Co-Regulatory Roles of WC1 and WC2 in Asexual Development and Photoreactivation of Beauveria bassiana

The white collar proteins WC1 and WC2 interact with each other to form a white collar complex acting as a well-known transcription regulator required for the operation of the circadian clock in Neurospora, but their roles in insect-pathogenic fungal lifecycles remain poorly understood.
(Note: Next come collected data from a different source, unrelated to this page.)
//! Planar parallelogram primitive and the six-sided box built from it.

use std::sync::Arc;

use crate::hittable::{HitRecord, Hittable, HittableList};
use crate::Material;
use ember_math::{det, Aabb, Interval, Ray, Vec3};
use rand::RngCore;

/// Padding applied to a quad's bounding box so it never has zero thickness.
const QUAD_BOX_PADDING: f32 = 1e-4;

/// A parallelogram spanning `q`, `q + u`, `q + v` and `q + u + v`.
pub struct Quad {
    q: Vec3,
    u: Vec3,
    v: Vec3,
    normal: Vec3,
    material: Arc<dyn Material>,
    bbox: Aabb,
}

impl Quad {
    pub fn new(q: Vec3, u: Vec3, v: Vec3, material: Arc<dyn Material>) -> Self {
        let diagonal0 = Aabb::from_points(q, q + u + v);
        let diagonal1 = Aabb::from_points(q + u, q + v);
        let bbox = Aabb::surrounding(&diagonal0, &diagonal1).pad(QUAD_BOX_PADDING);

        Self {
            q,
            u,
            v,
            normal: u.cross(v).normalize(),
            material,
            bbox,
        }
    }
}

impl Hittable for Quad {
    fn hit<'a>(&'a self, ray: &Ray, ray_t: Interval, _rng: &mut dyn RngCore) -> Option<HitRecord<'a>> {
        // Solve q + alpha*u + beta*v = origin + t*direction with Cramer's rule.
        // A ray parallel to the plane gives a non-finite inverse determinant,
        // which fails every containment test below.
        let oq = ray.origin - self.q;
        let inv_det = 1.0 / -det(self.u, self.v, ray.direction);
        let alpha = -det(oq, self.v, ray.direction) * inv_det;
        let beta = -det(self.u, oq, ray.direction) * inv_det;
        let t = det(self.u, self.v, oq) * inv_det;

        if !ray_t.contains(t) || !Interval::UNIT.contains(alpha) || !Interval::UNIT.contains(beta) {
            return None;
        }

        Some(HitRecord::new(ray, t, self.normal, (alpha, beta), self.material.as_ref()))
    }

    fn bounding_box(&self) -> Aabb {
        self.bbox
    }
}

/// The closed axis-aligned box with opposite corners `a` and `b`, as six
/// outward-facing quads.
pub fn quad_box(a: Vec3, b: Vec3, material: Arc<dyn Material>) -> HittableList {
    let mut sides = HittableList::new();

    let min = a.min(b);
    let max = a.max(b);

    let dx = Vec3::new(max.x - min.x, 0.0, 0.0);
    let dy = Vec3::new(0.0, max.y - min.y, 0.0);
    let dz = Vec3::new(0.0, 0.0, max.z - min.z);

    let faces = [
        (Vec3::new(min.x, min.y, max.z), dx, dy),  // front
        (Vec3::new(max.x, min.y, max.z), -dz, dy), // right
        (Vec3::new(max.x, min.y, min.z), -dx, dy), // back
        (Vec3::new(min.x, min.y, min.z), dz, dy),  // left
        (Vec3::new(min.x, max.y, max.z), dx, -dz), // top
        (Vec3::new(min.x, min.y, min.z), dx, dz),  // bottom
    ];

    for (q, u, v) in faces {
        sides.add(Box::new(Quad::new(q, u, v, Arc::clone(&material))));
    }

    sides
}
//! Material trait for surface scattering.

use std::sync::Arc;

use crate::hittable::HitRecord;
use crate::texture::{SolidColor, Texture};
use ember_math::optics::{reflect, reflectance, refract, total_internal_reflection};
use ember_math::sampling::{gen_f32, projected_disk, random_cosine_hemisphere, random_on_sphere};
use ember_math::{Onb, Ray, Vec3};
use rand::RngCore;

/// Color type alias (linear RGB, typically 0-1)
pub type Color = Vec3;

/// Trait for materials that describe how light interacts with surfaces.
pub trait Material: Send + Sync {
    /// Scatter an incoming ray.
    ///
    /// Returns the outgoing ray, or None if the path terminates here.
    fn scatter(&self, ray_in: &Ray, rec: &HitRecord, rng: &mut dyn RngCore) -> Option<Ray>;

    /// Fraction of the scattered radiance carried back along the path.
    fn attenuation(&self, _u: f32, _v: f32, _p: Vec3) -> Color {
        Color::ONE
    }

    /// Get emitted light from this material.
    ///
    /// Most materials return black (no emission).
    fn emitted(&self, _u: f32, _v: f32, _p: Vec3) -> Color {
        Color::ZERO
    }
}

/// Lambertian (diffuse) material.
#[derive(Clone)]
pub struct Lambertian {
    albedo: Arc<dyn Texture>,
}

impl Lambertian {
    /// Create a new Lambertian material whose albedo comes from a texture.
    pub fn new(albedo: Arc<dyn Texture>) -> Self {
        Self { albedo }
    }

    /// Create a new Lambertian material with a constant albedo color.
    pub fn from_color(albedo: Color) -> Self {
        Self::new(Arc::new(SolidColor::new(albedo)))
    }
}

impl Material for Lambertian {
    fn scatter(&self, ray_in: &Ray, rec: &HitRecord, rng: &mut dyn RngCore) -> Option<Ray> {
        // Cosine-weighted direction on the hemisphere around the normal
        let basis = Onb::new(rec.normal);
        let direction = basis.localize(random_cosine_hemisphere(rng));
        Some(Ray::new(rec.p, direction, ray_in.time))
    }

    fn attenuation(&self, u: f32, v: f32, p: Vec3) -> Color {
        self.albedo.sample(u, v, p)
    }
}

/// Metal (specular) material.
#[derive(Clone)]
pub struct Metal {
    albedo: Arc<dyn Texture>,
    fuzz: f32,
}

impl Metal {
    /// Create a new Metal material.
    ///
    /// - `albedo`: The color of the metal
    /// - `fuzz`: Roughness, 0.0 = perfect mirror, 1.0 = very rough
    pub fn new(albedo: Arc<dyn Texture>, fuzz: f32) -> Self {
        Self {
            albedo,
            fuzz: fuzz.clamp(0.0, 1.0),
        }
    }

    pub fn from_color(albedo: Color, fuzz: f32) -> Self {
        Self::new(Arc::new(SolidColor::new(albedo)), fuzz)
    }

    pub fn fuzz(&self) -> f32 {
        self.fuzz
    }
}

impl Material for Metal {
    fn scatter(&self, ray_in: &Ray, rec: &HitRecord, rng: &mut dyn RngCore) -> Option<Ray> {
        let reflected = reflect(ray_in.direction.normalize(), rec.normal);

        // Perturb within a cone around the mirror direction
        let basis = Onb::new(reflected);
        let direction = basis.localize(projected_disk(self.fuzz, rng));
        Some(Ray::new(rec.p, direction, ray_in.time))
    }

    fn attenuation(&self, u: f32, v: f32, p: Vec3) -> Color {
        self.albedo.sample(u, v, p)
    }
}

/// Dielectric (glass) material.
#[derive(Debug, Clone, Copy)]
pub struct Dielectric {
    /// Index of refraction
    ior: f32,
}

impl Dielectric {
    /// Create a new Dielectric material.
    ///
    /// - `ior`: Index of refraction (1.0 = air, 1.5 = glass, 2.4 = diamond)
    pub fn new(ior: f32) -> Self {
        Self { ior }
    }

    pub fn ior(&self) -> f32 {
        self.ior
    }
}

impl Material for Dielectric {
    fn scatter(&self, ray_in: &Ray, rec: &HitRecord, rng: &mut dyn RngCore) -> Option<Ray> {
        let eta = if rec.front_face { 1.0 / self.ior } else { self.ior };

        let unit_direction = ray_in.direction.normalize();
        let cos_theta = (-unit_direction).dot(rec.normal).min(1.0);

        let direction = if total_internal_reflection(cos_theta, eta)
            || reflectance(cos_theta, eta) > gen_f32(rng)
        {
            reflect(unit_direction, rec.normal)
        } else {
            refract(unit_direction, rec.normal, eta)
        };

        Some(Ray::new(rec.p, direction, ray_in.time))
    }
}

/// Diffuse light emitter.
#[derive(Clone)]
pub struct DiffuseLight {
    emit: Arc<dyn Texture>,
}

impl DiffuseLight {
    pub fn new(emit: Arc<dyn Texture>) -> Self {
        Self { emit }
    }

    /// Create a new diffuse light with the given emission color.
    pub fn from_color(emit: Color) -> Self {
        Self::new(Arc::new(SolidColor::new(emit)))
    }
}

impl Material for DiffuseLight {
    fn scatter(&self, _ray_in: &Ray, _rec: &HitRecord, _rng: &mut dyn RngCore) -> Option<Ray> {
        // Lights don't scatter rays
        None
    }

    fn emitted(&self, u: f32, v: f32, p: Vec3) -> Color {
        self.emit.sample(u, v, p)
    }
}

/// Phase function of a constant-density medium: scatters uniformly in all
/// directions.
#[derive(Debug, Clone, Copy)]
pub struct Isotropic {
    albedo: Color,
}

impl Isotropic {
    pub fn new(albedo: Color) -> Self {
        Self { albedo }
    }
}

impl Material for Isotropic {
    fn scatter(&self, ray_in: &Ray, rec: &HitRecord, rng: &mut dyn RngCore) -> Option<Ray> {
        Some(Ray::new(rec.p, random_on_sphere(rng), ray_in.time))
    }

    fn attenuation(&self, _u: f32, _v: f32, _p: Vec3) -> Color {
        self.albedo
    }
}
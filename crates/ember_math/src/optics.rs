//! Reflection, refraction, and Fresnel reflectance.

use crate::Vec3;

/// Reflect a vector about a normal.
#[inline]
pub fn reflect(v: Vec3, n: Vec3) -> Vec3 {
    v - 2.0 * v.dot(n) * n
}

/// Refract the unit direction `i` through a surface with unit normal `n`
/// (facing against `i`), where `eta` is the ratio of refractive indices
/// (incident over transmitted).
///
/// Callers check [`total_internal_reflection`] first; under TIR the result is NaN.
#[inline]
pub fn refract(i: Vec3, n: Vec3, eta: f32) -> Vec3 {
    let cos_i = -i.dot(n);
    let sin2_t = eta * eta * (1.0 - cos_i * cos_i);
    let cos_t = (1.0 - sin2_t).sqrt();
    eta * i + (eta * cos_i - cos_t) * n
}

/// True when light arriving at `cos_theta` cannot leave a medium with
/// index ratio `eta`.
#[inline]
pub fn total_internal_reflection(cos_theta: f32, eta: f32) -> bool {
    1.0 - 1.0 / (eta * eta) > cos_theta * cos_theta
}

/// Schlick's approximation for reflectance.
#[inline]
pub fn reflectance(cos_theta: f32, eta: f32) -> f32 {
    let r0 = ((1.0 - eta) / (1.0 + eta)).powi(2);
    r0 + (1.0 - r0) * (1.0 - cos_theta).powi(5)
}
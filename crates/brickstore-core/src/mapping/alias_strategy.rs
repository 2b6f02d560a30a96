//! Naming strategy backed by the column alias tables

use std::collections::HashMap;
use std::sync::{Arc, RwLock};

use super::aliases::ColumnAliases;
use super::naming::{to_snake_case, NamingStrategy};
use super::property::PersistentProperty;

#[derive(Debug, Clone, Copy, PartialEq, Eq, Hash)]
enum NameKind {
    Column,
    ReverseColumn,
    KeyColumn,
}

type MemoKey = (NameKind, String, &'static str);

/// [`NamingStrategy`] that consults [`ColumnAliases`] before the convention
///
/// - `column_name`: alias for `"<owner table>.<default column>"`, else the
///   default column
/// - `reverse_column_name`: alias for the property name, else the owner's
///   table name
/// - `key_column`: alias for the property name, else `reverse_column_name`
///   plus `_key`
///
/// Resolved names are memoized per owner and property. The alias tables are
/// immutable, so the memo never changes an answer.
#[derive(Debug)]
pub struct AliasNamingStrategy {
    aliases: Arc<ColumnAliases>,
    memo: RwLock<HashMap<MemoKey, String>>,
}

impl AliasNamingStrategy {
    pub fn new(aliases: ColumnAliases) -> Self {
        Self::shared(Arc::new(aliases))
    }

    pub fn shared(aliases: Arc<ColumnAliases>) -> Self {
        Self {
            aliases,
            memo: RwLock::new(HashMap::new()),
        }
    }

    pub fn aliases(&self) -> &ColumnAliases {
        &self.aliases
    }

    fn memoized(
        &self,
        kind: NameKind,
        property: &PersistentProperty,
        resolve: impl FnOnce() -> String,
    ) -> String {
        let key = (
            kind,
            self.table_name(property.owner()),
            property.name(),
        );

        if let Ok(memo) = self.memo.read() {
            if let Some(name) = memo.get(&key) {
                return name.clone();
            }
        }

        let name = resolve();
        if let Ok(mut memo) = self.memo.write() {
            memo.entry(key).or_insert_with(|| name.clone());
        }
        name
    }
}

impl NamingStrategy for AliasNamingStrategy {
    fn column_name(&self, property: &PersistentProperty) -> String {
        self.memoized(NameKind::Column, property, || {
            let default_name = to_snake_case(property.name());
            let table = self.table_name(property.owner());
            match self.aliases.column_alias(&table, &default_name) {
                Some(alias) => alias.to_string(),
                None => default_name,
            }
        })
    }

    fn reverse_column_name(&self, property: &PersistentProperty) -> String {
        self.memoized(NameKind::ReverseColumn, property, || {
            match self.aliases.reverse_column_alias(property.name()) {
                Some(alias) => alias.to_string(),
                None => self.table_name(property.owner()),
            }
        })
    }

    fn key_column(&self, property: &PersistentProperty) -> String {
        self.memoized(NameKind::KeyColumn, property, || {
            match self.aliases.key_column_alias(property.name()) {
                Some(alias) => alias.to_string(),
                None => format!("{}_key", self.reverse_column_name(property)),
            }
        })
    }
}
Here, we report that WC1 and WC2 orthologs co-regulate the conidiation capacity and conidial resistance to solar ultraviolet-B (UVB) irradiation in Beauveria bassiana, after their high activities in the photorepair of UVB-induced DNA damages were elucidated previously in the insect mycopathogen, which features non-rhythmic conidiation and high conidiation capacity. The conidial yield, UVB resistance, and photoreactivation rate of UVB-impaired conidia were greatly reduced in the null mutants of wc1 and wc2 compared to their control strains. However, many other lifecycle-related phenotypes, except the antioxidant response, were rarely affected in the two mutants. Transcriptomic analysis revealed largely overlapping roles for WC1 and WC2 in regulating the fungal gene networks. Most of the differentially expressed genes identified from the null mutants of wc1 (1380) and wc2 (1001) were co-downregulated (536) or co-upregulated (256) at similar levels, including several co-downregulated genes required for aerial conidiation and DNA photorepair. These findings expand a molecular basis underlying the fungal adaptation to solar UV irradiation and offer a novel insight into the genome-wide co-regulatory roles of WC1 and WC2 in B. bassiana’s asexual development and in vivo photoreactivation against solar UV damage.